I kind of hijacked the hot air pipe thread talking about my recent vintage air cleaner project, so I decided to start a new thread about it.
A few weeks ago, I picked up an antique Clinton lawn tractor air filter on ebay and fabricated an adapter cone out of sheet brass to fit it on my carburetor (a Kingston L4).
A brass support strap runs from a stud on the back of the air filter up to the rear-most manifold stud.
Since the installation, I have taken the car on three ~15 mile drives, and I can report that the car runs at least as well with the filter as it did with the hot air pipe installed. It may be wishful thinking, but it does seem like the car pulls a little better on hills in high gear. I don't usually drive over 30 mph, so I can't tell if the air cleaner is causing a flow restriction at high speed.
One thing I didn't expect was the silencing effect - the engine is somewhat quieter (by Model T standards) with the filter installed.
I'm going to leave the filter on the rest of the summer and fall, then switch back to the hot air pipe when winter closes in. All in all, I'm pleased with how this project turned out.
Mark, Thank You for the update.
Also how is the cone held onto the carb?
I'm a newbie to the hobby, but has anyone tried stuffing the hot air tube with mesh screening, nylonn mesh, or a brass scouring pad material to catch large items, but still allow good air flow and still use the hot air function of the tube?
Chad, the cone is a tight slip fit into the base of the air cleaner. It is a less tight slip fit into the inlet of the carburetor. To help hold it and to seal any leaks, I put a bead of Ultra Black RTV on both ends of the cone before I slipped it into position.
The stud on the end of the air cleaner touches the front of the Hogshead and the brass strap keeps the back of the air cleaner from tipping down. So far it seems to be firmly held in place.
Robert, regarding the mesh in the hot air pipe idea, I considered it, but didn't think it would be effective against dust. The metal mesh air cleaners I have seen are meant to be oiled, and I was worried that the oil would smoke or burn in the hot air pipe. If you decide to try it, please post pictures and report back on how it worked out.
Update - I took the car on a 16 mile drive today, one day after thunderstorms moved through the area. The ambient temperature was mid 60's and the dew point was around 50 degrees. The roads were dry, with a few puddles remaining on or near the shoulder.
When I got home and opened the hood, I noticed significant condensation around the carb body and throat, but no icing. The water felt cool, but not anywhere near freezing.
Just reporting my observation, for what it's worth.

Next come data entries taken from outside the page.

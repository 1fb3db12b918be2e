//! Replication state machine.
//!
//! Pure and side-effect free: the machine takes events and answers with the
//! next [`Action`] for the driver to perform. Timers, network calls and store
//! writes all live in the driver, so every transition is testable without a
//! runtime.
//!
//! ```text
//! Stopped ─Start─▶ Connecting ─HandshakeSucceeded─▶ Syncing ─┐
//!                      ▲                              │  ▲   │ ExchangeCompleted
//!                      │ RetryElapsed        Failed   │  └───┘ (continuous)
//!                      └──────── Retrying ◀───────────┘
//!                                   │ failures >= max_attempts
//!                                   ▼
//!                           PermanentlyFailed
//! ```

use super::SyncFailure;
use crate::config::ReplicationOptions;
use serde::Serialize;
use std::time::Duration;

/// Base delay of the first retry.
pub const BASE_RETRY_DELAY: Duration = Duration::from_secs(1);

/// Lifecycle state of a replication session.
#[derive(Debug, Clone, Copy, PartialEq, Eq, Serialize)]
#[serde(rename_all = "camelCase")]
pub enum ReplicationState {
    Stopped,
    Connecting,
    Syncing,
    Retrying,
    /// Gave up; terminal until restarted
    PermanentlyFailed,
}

impl ReplicationState {
    pub fn is_active(self) -> bool {
        matches!(self, Self::Connecting | Self::Syncing | Self::Retrying)
    }
}

/// Exponential backoff without jitter.
#[derive(Debug, Clone, Copy, PartialEq, Eq)]
pub struct RetryPolicy {
    pub base: Duration,
    pub max_wait: Duration,
    pub max_attempts: u32,
}

impl RetryPolicy {
    pub fn from_options(options: &ReplicationOptions) -> Self {
        Self {
            base: BASE_RETRY_DELAY,
            max_wait: options.max_attempt_wait,
            max_attempts: options.max_attempts.max(1),
        }
    }

    /// Wait before the retry following the `attempt`-th consecutive failure.
    ///
    /// `min(max_wait, base * 2^(attempt - 1))`
    pub fn backoff(&self, attempt: u32) -> Duration {
        let exponent = attempt.saturating_sub(1).min(31);
        self.base
            .checked_mul(1u32 << exponent)
            .map_or(self.max_wait, |wait| wait.min(self.max_wait))
    }
}

impl Default for RetryPolicy {
    fn default() -> Self {
        Self::from_options(&ReplicationOptions::default())
    }
}

/// Inputs to the machine.
#[derive(Debug, Clone, PartialEq, Eq)]
pub enum Event {
    Start,
    HandshakeSucceeded,
    ExchangeCompleted,
    /// Local write or poll timer while idle
    Woken,
    Failed(SyncFailure),
    RetryElapsed,
    Stop,
}

/// What the driver must do next.
#[derive(Debug, Clone, Copy, PartialEq, Eq)]
pub enum Action {
    /// Handshake with the endpoint
    Connect,
    /// Push then pull until caught up
    Exchange,
    /// Sleep, then report `RetryElapsed`
    Wait(Duration),
    /// Wait for a local write, the poll timer or the heartbeat
    Idle,
    /// End the session
    Halt,
    /// Event not valid in this state; nothing to do
    Ignore,
}

/// The state machine of one replication session.
#[derive(Debug, Clone)]
pub struct ReplicationMachine {
    state: ReplicationState,
    failures: u32,
    last_error: Option<SyncFailure>,
    policy: RetryPolicy,
    continuous: bool,
}

impl ReplicationMachine {
    pub fn new(policy: RetryPolicy, continuous: bool) -> Self {
        Self {
            state: ReplicationState::Stopped,
            failures: 0,
            last_error: None,
            policy,
            continuous,
        }
    }

    pub fn state(&self) -> ReplicationState {
        self.state
    }

    /// Consecutive failed attempts in the current episode.
    pub fn failures(&self) -> u32 {
        self.failures
    }

    pub fn last_error(&self) -> Option<&SyncFailure> {
        self.last_error.as_ref()
    }

    pub fn policy(&self) -> &RetryPolicy {
        &self.policy
    }

    /// Give up on an internal error; terminal until restarted.
    pub fn fault(&mut self, failure: SyncFailure) {
        self.state = ReplicationState::PermanentlyFailed;
        self.last_error = Some(failure);
    }

    /// Apply an event and return the action to perform.
    pub fn on_event(&mut self, event: Event) -> Action {
        use ReplicationState::*;

        match (self.state, event) {
            (_, Event::Stop) => {
                self.state = Stopped;
                Action::Halt
            }

            (Stopped | PermanentlyFailed, Event::Start) => {
                self.state = Connecting;
                self.failures = 0;
                self.last_error = None;
                Action::Connect
            }

            // Only a completed exchange ends a failure episode
            (Connecting, Event::HandshakeSucceeded) => {
                self.state = Syncing;
                Action::Exchange
            }

            (Syncing, Event::ExchangeCompleted) => {
                self.last_error = None;
                if self.continuous {
                    self.failures = 0;
                    Action::Idle
                } else {
                    self.state = Stopped;
                    Action::Halt
                }
            }
            (Syncing, Event::Woken) => Action::Exchange,

            (Connecting | Syncing, Event::Failed(failure)) => {
                self.failures = self.failures.saturating_add(1);
                self.last_error = Some(failure);
                if self.failures >= self.policy.max_attempts {
                    self.state = PermanentlyFailed;
                    Action::Halt
                } else {
                    self.state = Retrying;
                    Action::Wait(self.policy.backoff(self.failures))
                }
            }

            (Retrying, Event::RetryElapsed) => {
                self.state = Connecting;
                Action::Connect
            }

            _ => Action::Ignore,
        }
    }
}
//! Error types for the OLED status display.

use display_interface::DisplayError;

/// Errors that can occur during display operations.
///
/// The `ssd1306` crate folds all bus-level failures into
/// [`DisplayError`], so this enum is non-generic.
#[derive(Debug)]
pub enum OledError {
    /// Bus or interface failure reported by the display stack.
    Display(DisplayError),
    /// The panel did not accept its initialisation sequence.
    InitFailed,
}

impl From<DisplayError> for OledError {
    fn from(e: DisplayError) -> Self {
        OledError::Display(e)
    }
}

#[cfg(feature = "defmt")]
impl defmt::Format for OledError {
    fn format(&self, f: defmt::Formatter) {
        match self {
            OledError::Display(_) => defmt::write!(f, "display interface error"),
            OledError::InitFailed => defmt::write!(f, "display init failed"),
        }
    }
}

Mark, how do you like the alternator and is it 6 or 12 volt? I'm considering converting to one myself and would like to hear what you think of them. Also, I never understood how heating the air to vaporize the fuel prior to entering the combustion chamber was a positive thing. It would seem, a cooler, more dense fuel air mixture would be better and would have no problem adequately vaporizing once in the hot combustion chamber.
The 6V alternator was on the car when I bought it, it works fine. I'm pretty sure it is a Becker alternator.